EXERCISE: Which lines in the entries below contain the string "HttpOnly"? Show each of them in full.

[[ AVAILABLE DATA, beginning ]]

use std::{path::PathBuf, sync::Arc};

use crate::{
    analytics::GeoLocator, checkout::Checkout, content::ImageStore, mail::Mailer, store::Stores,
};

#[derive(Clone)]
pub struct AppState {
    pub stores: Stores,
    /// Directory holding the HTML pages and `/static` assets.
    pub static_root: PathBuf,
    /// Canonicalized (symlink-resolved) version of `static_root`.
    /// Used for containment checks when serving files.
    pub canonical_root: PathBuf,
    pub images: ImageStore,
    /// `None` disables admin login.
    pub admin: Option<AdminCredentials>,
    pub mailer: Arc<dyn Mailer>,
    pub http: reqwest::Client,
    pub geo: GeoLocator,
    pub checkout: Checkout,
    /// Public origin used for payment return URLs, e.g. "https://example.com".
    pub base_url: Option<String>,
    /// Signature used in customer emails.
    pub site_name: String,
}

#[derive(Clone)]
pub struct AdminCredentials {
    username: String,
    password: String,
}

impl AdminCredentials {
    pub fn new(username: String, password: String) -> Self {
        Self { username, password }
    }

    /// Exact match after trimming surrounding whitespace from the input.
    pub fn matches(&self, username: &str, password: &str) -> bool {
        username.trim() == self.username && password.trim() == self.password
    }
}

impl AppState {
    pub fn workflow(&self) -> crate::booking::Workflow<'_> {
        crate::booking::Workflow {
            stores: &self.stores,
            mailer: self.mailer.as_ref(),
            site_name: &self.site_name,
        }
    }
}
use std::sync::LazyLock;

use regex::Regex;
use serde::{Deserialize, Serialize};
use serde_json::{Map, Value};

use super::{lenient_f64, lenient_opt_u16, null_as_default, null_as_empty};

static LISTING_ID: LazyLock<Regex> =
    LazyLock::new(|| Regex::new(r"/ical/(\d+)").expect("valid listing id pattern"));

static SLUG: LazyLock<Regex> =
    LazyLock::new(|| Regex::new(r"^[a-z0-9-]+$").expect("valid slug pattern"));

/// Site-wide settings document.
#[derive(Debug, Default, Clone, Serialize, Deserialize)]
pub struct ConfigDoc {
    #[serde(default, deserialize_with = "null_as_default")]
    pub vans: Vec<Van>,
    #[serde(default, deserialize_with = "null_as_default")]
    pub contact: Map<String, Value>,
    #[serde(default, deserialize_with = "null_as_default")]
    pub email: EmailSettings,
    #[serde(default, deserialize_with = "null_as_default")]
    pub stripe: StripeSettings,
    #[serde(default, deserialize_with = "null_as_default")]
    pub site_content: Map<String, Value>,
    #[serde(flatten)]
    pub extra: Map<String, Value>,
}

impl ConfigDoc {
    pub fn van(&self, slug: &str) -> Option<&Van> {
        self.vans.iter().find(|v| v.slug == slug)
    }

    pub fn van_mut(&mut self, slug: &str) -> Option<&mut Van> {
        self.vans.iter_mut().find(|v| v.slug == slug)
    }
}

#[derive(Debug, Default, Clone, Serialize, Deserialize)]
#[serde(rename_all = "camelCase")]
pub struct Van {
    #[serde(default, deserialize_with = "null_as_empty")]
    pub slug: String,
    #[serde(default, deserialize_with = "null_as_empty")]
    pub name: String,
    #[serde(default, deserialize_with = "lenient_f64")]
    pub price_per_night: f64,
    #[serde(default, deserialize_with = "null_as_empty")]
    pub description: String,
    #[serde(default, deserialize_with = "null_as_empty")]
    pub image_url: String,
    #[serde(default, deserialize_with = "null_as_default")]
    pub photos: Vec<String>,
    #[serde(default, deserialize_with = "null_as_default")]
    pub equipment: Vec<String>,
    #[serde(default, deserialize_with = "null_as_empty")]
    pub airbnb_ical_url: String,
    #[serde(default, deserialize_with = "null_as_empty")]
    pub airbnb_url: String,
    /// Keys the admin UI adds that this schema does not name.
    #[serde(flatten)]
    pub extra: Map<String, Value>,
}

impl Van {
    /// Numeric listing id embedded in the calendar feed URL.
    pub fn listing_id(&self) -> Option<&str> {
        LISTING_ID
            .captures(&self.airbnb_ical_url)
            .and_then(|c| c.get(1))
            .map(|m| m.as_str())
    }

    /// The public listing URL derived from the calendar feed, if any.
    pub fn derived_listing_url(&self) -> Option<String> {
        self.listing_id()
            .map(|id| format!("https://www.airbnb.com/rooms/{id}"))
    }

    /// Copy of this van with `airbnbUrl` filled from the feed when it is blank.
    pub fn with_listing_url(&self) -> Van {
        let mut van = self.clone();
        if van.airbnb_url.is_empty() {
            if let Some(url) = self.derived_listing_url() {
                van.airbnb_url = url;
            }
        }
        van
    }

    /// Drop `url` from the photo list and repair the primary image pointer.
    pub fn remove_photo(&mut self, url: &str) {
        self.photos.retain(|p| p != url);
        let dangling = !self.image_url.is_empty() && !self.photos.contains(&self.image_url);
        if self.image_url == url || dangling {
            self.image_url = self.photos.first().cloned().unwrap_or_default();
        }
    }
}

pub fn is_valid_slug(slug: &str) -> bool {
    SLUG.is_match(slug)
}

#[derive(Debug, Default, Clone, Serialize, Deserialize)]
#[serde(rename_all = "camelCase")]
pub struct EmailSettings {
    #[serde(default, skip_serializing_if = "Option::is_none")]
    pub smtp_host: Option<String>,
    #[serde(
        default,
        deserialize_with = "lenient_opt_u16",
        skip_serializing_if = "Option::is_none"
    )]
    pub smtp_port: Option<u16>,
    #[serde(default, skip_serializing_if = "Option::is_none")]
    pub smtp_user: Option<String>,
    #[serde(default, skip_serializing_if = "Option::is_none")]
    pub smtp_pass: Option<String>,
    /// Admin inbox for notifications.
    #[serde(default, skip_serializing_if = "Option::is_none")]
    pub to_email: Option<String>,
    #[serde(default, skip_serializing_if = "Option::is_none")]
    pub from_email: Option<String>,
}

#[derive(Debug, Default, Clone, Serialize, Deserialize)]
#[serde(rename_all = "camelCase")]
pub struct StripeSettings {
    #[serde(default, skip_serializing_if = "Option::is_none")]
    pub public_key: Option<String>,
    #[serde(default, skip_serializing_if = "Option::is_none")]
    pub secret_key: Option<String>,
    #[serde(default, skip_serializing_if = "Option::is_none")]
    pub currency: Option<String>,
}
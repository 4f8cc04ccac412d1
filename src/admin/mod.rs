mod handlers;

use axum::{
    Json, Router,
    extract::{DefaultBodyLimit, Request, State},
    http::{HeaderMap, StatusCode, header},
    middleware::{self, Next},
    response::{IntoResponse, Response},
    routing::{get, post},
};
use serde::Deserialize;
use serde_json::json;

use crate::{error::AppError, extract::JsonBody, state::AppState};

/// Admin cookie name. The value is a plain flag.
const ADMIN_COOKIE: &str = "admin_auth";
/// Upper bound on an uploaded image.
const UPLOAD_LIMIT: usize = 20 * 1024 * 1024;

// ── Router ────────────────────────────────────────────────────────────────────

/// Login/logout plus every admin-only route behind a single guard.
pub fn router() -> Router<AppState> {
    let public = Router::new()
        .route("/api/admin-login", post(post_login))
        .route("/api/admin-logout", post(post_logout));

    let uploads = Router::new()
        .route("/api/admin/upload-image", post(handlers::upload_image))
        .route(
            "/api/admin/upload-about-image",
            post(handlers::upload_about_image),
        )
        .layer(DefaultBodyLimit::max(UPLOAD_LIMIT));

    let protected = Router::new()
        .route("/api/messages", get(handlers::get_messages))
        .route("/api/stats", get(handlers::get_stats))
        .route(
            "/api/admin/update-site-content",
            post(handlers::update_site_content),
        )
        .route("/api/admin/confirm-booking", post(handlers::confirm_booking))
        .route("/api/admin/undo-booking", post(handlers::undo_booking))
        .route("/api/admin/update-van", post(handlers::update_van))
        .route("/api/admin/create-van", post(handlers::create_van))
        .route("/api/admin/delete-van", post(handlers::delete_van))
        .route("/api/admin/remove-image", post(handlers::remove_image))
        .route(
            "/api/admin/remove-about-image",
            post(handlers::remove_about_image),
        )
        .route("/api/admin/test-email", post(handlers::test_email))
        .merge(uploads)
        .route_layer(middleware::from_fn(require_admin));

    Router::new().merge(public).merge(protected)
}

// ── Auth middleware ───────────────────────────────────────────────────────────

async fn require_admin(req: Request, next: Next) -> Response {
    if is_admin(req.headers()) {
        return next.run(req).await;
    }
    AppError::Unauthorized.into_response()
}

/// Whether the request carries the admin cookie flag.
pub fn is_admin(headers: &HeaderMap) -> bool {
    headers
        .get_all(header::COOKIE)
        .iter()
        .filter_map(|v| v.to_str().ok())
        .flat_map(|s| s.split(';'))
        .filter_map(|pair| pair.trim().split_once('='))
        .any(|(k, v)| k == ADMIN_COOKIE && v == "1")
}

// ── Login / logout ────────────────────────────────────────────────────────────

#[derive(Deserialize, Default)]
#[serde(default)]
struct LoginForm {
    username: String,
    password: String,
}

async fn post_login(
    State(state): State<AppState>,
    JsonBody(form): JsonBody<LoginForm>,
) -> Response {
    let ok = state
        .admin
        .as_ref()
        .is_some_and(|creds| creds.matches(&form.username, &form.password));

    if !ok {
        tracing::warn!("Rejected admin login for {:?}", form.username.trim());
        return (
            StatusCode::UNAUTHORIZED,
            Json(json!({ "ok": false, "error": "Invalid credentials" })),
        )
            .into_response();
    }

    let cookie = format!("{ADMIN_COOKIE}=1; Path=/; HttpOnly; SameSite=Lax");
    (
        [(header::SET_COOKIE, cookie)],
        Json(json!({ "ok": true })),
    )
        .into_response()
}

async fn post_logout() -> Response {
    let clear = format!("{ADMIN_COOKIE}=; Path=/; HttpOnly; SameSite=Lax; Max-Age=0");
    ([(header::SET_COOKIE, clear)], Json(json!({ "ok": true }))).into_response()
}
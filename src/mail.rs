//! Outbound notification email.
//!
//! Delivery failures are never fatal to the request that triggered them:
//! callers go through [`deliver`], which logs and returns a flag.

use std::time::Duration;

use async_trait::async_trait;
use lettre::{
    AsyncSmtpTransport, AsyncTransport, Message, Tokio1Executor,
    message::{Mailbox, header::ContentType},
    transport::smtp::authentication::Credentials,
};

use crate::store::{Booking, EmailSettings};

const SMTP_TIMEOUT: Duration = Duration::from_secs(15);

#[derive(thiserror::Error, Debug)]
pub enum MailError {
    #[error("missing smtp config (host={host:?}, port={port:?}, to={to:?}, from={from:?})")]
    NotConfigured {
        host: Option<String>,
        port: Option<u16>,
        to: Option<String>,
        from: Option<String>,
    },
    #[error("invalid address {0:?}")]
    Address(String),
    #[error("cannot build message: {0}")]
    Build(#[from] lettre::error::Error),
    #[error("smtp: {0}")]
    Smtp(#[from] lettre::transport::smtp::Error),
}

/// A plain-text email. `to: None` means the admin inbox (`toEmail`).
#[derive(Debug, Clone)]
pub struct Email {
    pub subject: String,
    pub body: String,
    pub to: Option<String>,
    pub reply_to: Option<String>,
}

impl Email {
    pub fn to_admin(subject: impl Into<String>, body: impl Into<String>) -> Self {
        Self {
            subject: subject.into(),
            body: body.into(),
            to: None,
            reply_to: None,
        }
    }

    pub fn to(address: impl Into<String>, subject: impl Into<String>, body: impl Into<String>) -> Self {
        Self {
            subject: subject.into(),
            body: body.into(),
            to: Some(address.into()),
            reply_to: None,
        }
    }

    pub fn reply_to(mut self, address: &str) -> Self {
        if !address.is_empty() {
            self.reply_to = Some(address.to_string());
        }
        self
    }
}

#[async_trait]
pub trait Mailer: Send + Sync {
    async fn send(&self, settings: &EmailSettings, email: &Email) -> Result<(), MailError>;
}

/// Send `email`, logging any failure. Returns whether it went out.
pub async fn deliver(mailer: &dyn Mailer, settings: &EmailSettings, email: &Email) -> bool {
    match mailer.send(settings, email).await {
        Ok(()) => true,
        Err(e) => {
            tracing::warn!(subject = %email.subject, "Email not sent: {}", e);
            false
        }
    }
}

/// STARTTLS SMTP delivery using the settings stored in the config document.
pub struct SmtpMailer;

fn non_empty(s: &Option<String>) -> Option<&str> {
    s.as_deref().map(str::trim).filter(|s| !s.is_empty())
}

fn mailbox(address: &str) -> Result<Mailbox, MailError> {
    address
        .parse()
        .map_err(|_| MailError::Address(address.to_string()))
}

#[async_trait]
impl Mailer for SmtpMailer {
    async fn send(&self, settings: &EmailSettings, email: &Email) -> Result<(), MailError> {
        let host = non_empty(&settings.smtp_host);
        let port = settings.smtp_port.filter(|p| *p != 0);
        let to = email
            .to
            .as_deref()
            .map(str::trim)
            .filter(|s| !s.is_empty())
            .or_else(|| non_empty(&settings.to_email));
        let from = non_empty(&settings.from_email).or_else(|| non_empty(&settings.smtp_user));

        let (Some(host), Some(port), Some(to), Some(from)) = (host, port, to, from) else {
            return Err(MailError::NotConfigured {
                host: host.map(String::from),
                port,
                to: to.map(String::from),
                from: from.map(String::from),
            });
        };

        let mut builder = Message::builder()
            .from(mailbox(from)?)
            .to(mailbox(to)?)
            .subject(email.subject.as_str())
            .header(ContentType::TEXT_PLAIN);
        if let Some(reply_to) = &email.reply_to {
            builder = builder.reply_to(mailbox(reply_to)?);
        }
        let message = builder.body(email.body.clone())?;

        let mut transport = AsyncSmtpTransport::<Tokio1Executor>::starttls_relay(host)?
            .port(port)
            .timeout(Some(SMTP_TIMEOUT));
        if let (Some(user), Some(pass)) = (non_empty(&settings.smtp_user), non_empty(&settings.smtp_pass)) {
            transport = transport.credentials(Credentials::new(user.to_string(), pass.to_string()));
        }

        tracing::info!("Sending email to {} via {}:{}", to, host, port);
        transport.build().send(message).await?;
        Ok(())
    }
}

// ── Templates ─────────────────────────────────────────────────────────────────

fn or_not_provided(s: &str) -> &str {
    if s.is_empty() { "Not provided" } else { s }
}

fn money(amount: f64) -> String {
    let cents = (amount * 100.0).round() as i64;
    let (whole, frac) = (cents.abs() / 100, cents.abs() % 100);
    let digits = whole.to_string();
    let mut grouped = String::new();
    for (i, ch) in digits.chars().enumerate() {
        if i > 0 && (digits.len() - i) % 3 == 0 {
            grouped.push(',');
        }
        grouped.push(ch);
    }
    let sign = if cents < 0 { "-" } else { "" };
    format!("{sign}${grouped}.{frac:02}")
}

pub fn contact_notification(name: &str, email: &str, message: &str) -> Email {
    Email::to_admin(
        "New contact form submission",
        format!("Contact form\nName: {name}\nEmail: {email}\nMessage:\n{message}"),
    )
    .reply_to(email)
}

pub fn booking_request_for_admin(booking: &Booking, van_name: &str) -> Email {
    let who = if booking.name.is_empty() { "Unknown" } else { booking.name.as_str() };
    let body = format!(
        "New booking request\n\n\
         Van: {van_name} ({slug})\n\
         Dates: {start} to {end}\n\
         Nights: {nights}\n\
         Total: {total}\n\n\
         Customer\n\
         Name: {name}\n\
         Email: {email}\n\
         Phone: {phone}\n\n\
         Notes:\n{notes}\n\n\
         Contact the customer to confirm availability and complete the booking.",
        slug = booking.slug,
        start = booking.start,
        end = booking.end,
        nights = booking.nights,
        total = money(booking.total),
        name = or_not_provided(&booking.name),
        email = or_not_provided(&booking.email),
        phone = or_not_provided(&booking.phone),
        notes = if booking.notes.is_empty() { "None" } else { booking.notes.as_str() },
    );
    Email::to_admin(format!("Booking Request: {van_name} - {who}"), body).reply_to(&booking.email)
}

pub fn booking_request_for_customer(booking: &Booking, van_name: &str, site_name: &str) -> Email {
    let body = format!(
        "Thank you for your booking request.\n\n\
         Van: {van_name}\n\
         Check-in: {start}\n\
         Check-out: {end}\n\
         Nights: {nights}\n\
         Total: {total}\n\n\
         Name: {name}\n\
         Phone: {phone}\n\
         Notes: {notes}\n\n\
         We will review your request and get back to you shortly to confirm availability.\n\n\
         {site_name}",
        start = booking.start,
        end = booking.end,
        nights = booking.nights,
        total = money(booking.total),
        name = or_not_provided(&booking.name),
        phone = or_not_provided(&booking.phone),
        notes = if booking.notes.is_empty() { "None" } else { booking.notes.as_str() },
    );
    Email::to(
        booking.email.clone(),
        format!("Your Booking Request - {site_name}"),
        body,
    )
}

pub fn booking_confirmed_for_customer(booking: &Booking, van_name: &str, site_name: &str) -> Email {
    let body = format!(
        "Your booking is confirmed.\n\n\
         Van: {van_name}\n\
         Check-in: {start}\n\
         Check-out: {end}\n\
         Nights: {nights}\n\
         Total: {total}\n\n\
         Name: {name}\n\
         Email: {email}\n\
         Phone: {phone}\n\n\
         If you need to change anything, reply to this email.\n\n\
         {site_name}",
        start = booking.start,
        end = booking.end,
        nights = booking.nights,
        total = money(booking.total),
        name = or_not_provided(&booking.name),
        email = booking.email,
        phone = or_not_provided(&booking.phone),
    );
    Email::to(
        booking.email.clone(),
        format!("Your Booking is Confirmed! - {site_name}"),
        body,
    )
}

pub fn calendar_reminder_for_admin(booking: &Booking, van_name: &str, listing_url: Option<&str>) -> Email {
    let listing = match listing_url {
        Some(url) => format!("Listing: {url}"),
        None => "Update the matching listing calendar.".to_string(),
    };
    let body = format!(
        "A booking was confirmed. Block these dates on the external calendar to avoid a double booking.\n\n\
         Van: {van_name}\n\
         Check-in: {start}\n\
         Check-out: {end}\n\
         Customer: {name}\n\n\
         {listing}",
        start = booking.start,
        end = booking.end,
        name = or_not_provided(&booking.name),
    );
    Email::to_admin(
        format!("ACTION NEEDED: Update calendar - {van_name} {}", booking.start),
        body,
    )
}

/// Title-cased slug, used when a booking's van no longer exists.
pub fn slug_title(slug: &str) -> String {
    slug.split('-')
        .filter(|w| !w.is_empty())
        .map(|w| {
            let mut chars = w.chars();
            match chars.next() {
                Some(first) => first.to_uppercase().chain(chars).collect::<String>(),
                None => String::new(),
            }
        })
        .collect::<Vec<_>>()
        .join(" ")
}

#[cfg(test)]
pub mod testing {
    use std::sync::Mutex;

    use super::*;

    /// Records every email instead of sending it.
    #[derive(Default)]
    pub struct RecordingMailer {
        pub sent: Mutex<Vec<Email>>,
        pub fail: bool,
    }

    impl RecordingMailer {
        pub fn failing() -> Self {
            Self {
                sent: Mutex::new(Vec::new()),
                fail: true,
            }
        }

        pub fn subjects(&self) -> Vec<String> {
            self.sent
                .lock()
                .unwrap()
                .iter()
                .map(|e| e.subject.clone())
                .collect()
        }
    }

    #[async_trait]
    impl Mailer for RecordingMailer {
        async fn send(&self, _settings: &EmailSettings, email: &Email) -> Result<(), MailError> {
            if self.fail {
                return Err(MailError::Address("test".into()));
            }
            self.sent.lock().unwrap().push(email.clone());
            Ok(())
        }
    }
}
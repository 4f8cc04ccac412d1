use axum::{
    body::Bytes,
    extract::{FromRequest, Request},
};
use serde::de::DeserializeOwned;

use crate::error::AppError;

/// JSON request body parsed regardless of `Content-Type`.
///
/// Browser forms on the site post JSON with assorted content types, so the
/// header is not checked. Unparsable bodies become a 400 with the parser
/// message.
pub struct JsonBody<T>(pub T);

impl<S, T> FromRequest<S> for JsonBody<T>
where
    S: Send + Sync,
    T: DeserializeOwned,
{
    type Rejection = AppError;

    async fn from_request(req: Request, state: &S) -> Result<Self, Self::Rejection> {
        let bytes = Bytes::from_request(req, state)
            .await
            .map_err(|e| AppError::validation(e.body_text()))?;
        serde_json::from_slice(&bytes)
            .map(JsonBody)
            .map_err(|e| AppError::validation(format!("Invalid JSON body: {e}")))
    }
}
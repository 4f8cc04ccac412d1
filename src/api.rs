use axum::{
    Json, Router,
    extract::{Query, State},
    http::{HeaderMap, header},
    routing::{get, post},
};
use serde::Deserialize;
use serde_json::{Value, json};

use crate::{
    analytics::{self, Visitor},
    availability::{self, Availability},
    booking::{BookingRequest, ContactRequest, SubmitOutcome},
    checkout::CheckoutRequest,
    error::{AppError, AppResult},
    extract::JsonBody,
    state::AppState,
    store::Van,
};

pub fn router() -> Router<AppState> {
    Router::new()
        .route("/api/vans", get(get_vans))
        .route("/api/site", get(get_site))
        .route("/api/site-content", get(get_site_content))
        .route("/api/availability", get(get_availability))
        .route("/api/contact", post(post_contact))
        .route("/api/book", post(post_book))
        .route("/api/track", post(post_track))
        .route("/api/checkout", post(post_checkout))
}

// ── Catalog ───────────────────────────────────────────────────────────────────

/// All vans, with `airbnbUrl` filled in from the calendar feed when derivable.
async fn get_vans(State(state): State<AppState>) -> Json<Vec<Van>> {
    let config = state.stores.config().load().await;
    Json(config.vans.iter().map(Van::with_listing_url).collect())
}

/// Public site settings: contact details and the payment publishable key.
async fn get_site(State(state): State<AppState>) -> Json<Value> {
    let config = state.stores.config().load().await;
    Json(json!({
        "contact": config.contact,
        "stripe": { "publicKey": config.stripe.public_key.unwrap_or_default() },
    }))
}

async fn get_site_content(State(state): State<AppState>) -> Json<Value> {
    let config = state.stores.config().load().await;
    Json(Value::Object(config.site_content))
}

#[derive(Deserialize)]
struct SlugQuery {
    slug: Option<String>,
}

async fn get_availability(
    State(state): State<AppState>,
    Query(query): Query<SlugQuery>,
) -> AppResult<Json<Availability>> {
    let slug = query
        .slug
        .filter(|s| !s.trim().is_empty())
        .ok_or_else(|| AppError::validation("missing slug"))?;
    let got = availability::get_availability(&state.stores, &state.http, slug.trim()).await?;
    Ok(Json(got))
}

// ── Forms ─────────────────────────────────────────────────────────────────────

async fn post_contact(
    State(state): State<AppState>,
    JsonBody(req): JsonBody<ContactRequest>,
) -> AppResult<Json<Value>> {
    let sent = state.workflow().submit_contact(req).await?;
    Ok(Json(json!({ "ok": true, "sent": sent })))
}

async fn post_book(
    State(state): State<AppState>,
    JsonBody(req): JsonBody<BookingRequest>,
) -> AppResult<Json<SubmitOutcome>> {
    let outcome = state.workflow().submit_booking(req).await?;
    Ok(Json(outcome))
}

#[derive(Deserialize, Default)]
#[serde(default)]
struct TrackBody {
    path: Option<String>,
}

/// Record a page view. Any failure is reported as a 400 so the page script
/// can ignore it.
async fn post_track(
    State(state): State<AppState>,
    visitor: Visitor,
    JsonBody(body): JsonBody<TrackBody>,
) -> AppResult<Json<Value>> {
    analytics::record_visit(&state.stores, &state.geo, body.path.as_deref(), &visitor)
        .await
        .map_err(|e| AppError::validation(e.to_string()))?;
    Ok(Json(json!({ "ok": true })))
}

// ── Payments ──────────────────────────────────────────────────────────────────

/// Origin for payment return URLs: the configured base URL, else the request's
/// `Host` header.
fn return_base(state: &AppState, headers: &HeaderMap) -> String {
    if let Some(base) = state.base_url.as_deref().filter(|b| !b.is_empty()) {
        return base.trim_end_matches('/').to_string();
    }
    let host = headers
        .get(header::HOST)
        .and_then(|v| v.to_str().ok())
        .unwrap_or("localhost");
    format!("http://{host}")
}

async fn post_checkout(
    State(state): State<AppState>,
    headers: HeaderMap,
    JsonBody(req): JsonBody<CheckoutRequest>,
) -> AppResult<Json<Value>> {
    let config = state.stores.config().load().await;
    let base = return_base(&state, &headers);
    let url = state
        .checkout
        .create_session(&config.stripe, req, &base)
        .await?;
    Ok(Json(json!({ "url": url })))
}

[[ AVAILABLE DATA, end ]]

SOLUTION TO THE EXERCISE:
    let cookie = format!("{ADMIN_COOKIE}=1; Path=/; HttpOnly; SameSite=Lax");
    let clear = format!("{ADMIN_COOKIE}=; Path=/; HttpOnly; SameSite=Lax; Max-Age=0");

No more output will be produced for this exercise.